RECORDS PROVIDED.
// SPDX-License-Identifier: MIT
// SPDX-FileCopyrightText: 2025 Jonathan D. A. Jewell <hyperpolymath>

//! AI File Organizer: index, plan and organize files with rules or a
//! language model, with every move journaled for undo.

use chrono::Utc;
use clap::{Parser, Subcommand};
use serde::Serialize;
use std::path::{Path, PathBuf};
use std::time::Duration;
use tokio::io::{AsyncBufReadExt, AsyncRead, AsyncWriteExt, BufReader, Lines, Stdin};
use tokio::signal;
use tokio::sync::watch;
use tracing::{debug, error, info, warn};

use ai_file_organizer::ai::{self, LocalModel, OllamaClient};
use ai_file_organizer::categorizer::Categorizer;
use ai_file_organizer::config::{default_config_path, AiProvider, AppConfig, WatchedFolder, WatcherConfig};
use ai_file_organizer::db::{FileIndex, FileRecord};
use ai_file_organizer::fsops::{absolutize, cleanup_empty_folders, flatten_folder};
use ai_file_organizer::history::{History, UndoAction};
use ai_file_organizer::indexer::{export_file_list, ExportFormat, IndexOutcome, Indexer};
use ai_file_organizer::organizer::{ExecutionReport, Organizer, OrganizerEvent, Proposal};
use ai_file_organizer::packaging::{run_build, BuildOptions};
use ai_file_organizer::planner::AUTO_ORGANIZE_MARKER;
use ai_file_organizer::query::parse_query;
use ai_file_organizer::update::{self, VERSION};
use ai_file_organizer::watcher::AutoWatcher;
use ai_file_organizer::{OrganizerError, Result};

/// Rows read for an unfiltered export
const EXPORT_LIMIT: usize = 1_000_000;

/// AI File Organizer CLI
#[derive(Parser, Debug)]
#[command(name = "organizer")]
#[command(author = "Jonathan D. A. Jewell <hyperpolymath>")]
#[command(version)]
#[command(about = "Organize files with rules or an AI plan you approve", long_about = None)]
#[command(propagate_version = true)]
struct Cli {
    /// Path to configuration file (JSON format)
    #[arg(short, long, global = true, env = "ORGANIZER_CONFIG")]
    config: Option<PathBuf>,

    /// Enable verbose logging (debug level)
    #[arg(short, long, global = true)]
    verbose: bool,

    /// Enable trace logging (most verbose)
    #[arg(long, global = true)]
    trace: bool,

    /// Output format for results
    #[arg(long, global = true, default_value = "text", value_parser = ["text", "json", "jsonl"])]
    format: String,

    /// Suppress non-essential output (quiet mode)
    #[arg(short, long, global = true)]
    quiet: bool,

    #[command(subcommand)]
    command: Option<Commands>,
}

WHAT YOU ARE ASKED TO DO. Give the records above again, word for word.

RESULT BELOW.
// SPDX-License-Identifier: MIT
// SPDX-FileCopyrightText: 2025 Jonathan D. A. Jewell <hyperpolymath>

//! AI File Organizer: index, plan and organize files with rules or a
//! language model, with every move journaled for undo.

use chrono::Utc;
use clap::{Parser, Subcommand};
use serde::Serialize;
use std::path::{Path, PathBuf};
use std::time::Duration;
use tokio::io::{AsyncBufReadExt, AsyncRead, AsyncWriteExt, BufReader, Lines, Stdin};
use tokio::signal;
use tokio::sync::watch;
use tracing::{debug, error, info, warn};

use ai_file_organizer::ai::{self, LocalModel, OllamaClient};
use ai_file_organizer::categorizer::Categorizer;
use ai_file_organizer::config::{default_config_path, AiProvider, AppConfig, WatchedFolder, WatcherConfig};
use ai_file_organizer::db::{FileIndex, FileRecord};
use ai_file_organizer::fsops::{absolutize, cleanup_empty_folders, flatten_folder};
use ai_file_organizer::history::{History, UndoAction};
use ai_file_organizer::indexer::{export_file_list, ExportFormat, IndexOutcome, Indexer};
use ai_file_organizer::organizer::{ExecutionReport, Organizer, OrganizerEvent, Proposal};
use ai_file_organizer::packaging::{run_build, BuildOptions};
use ai_file_organizer::planner::AUTO_ORGANIZE_MARKER;
use ai_file_organizer::query::parse_query;
use ai_file_organizer::update::{self, VERSION};
use ai_file_organizer::watcher::AutoWatcher;
use ai_file_organizer::{OrganizerError, Result};

/// Rows read for an unfiltered export
const EXPORT_LIMIT: usize = 1_000_000;

/// AI File Organizer CLI
#[derive(Parser, Debug)]
#[command(name = "organizer")]
#[command(author = "Jonathan D. A. Jewell <hyperpolymath>")]
#[command(version)]
#[command(about = "Organize files with rules or an AI plan you approve", long_about = None)]
#[command(propagate_version = true)]
struct Cli {
    /// Path to configuration file (JSON format)
    #[arg(short, long, global = true, env = "ORGANIZER_CONFIG")]
    config: Option<PathBuf>,

    /// Enable verbose logging (debug level)
    #[arg(short, long, global = true)]
    verbose: bool,

    /// Enable trace logging (most verbose)
    #[arg(long, global = true)]
    trace: bool,

    /// Output format for results
    #[arg(long, global = true, default_value = "text", value_parser = ["text", "json", "jsonl"])]
    format: String,

    /// Suppress non-essential output (quiet mode)
    #[arg(short, long, global = true)]
    quiet: bool,

    #[command(subcommand)]
    command: Option<Commands>,
}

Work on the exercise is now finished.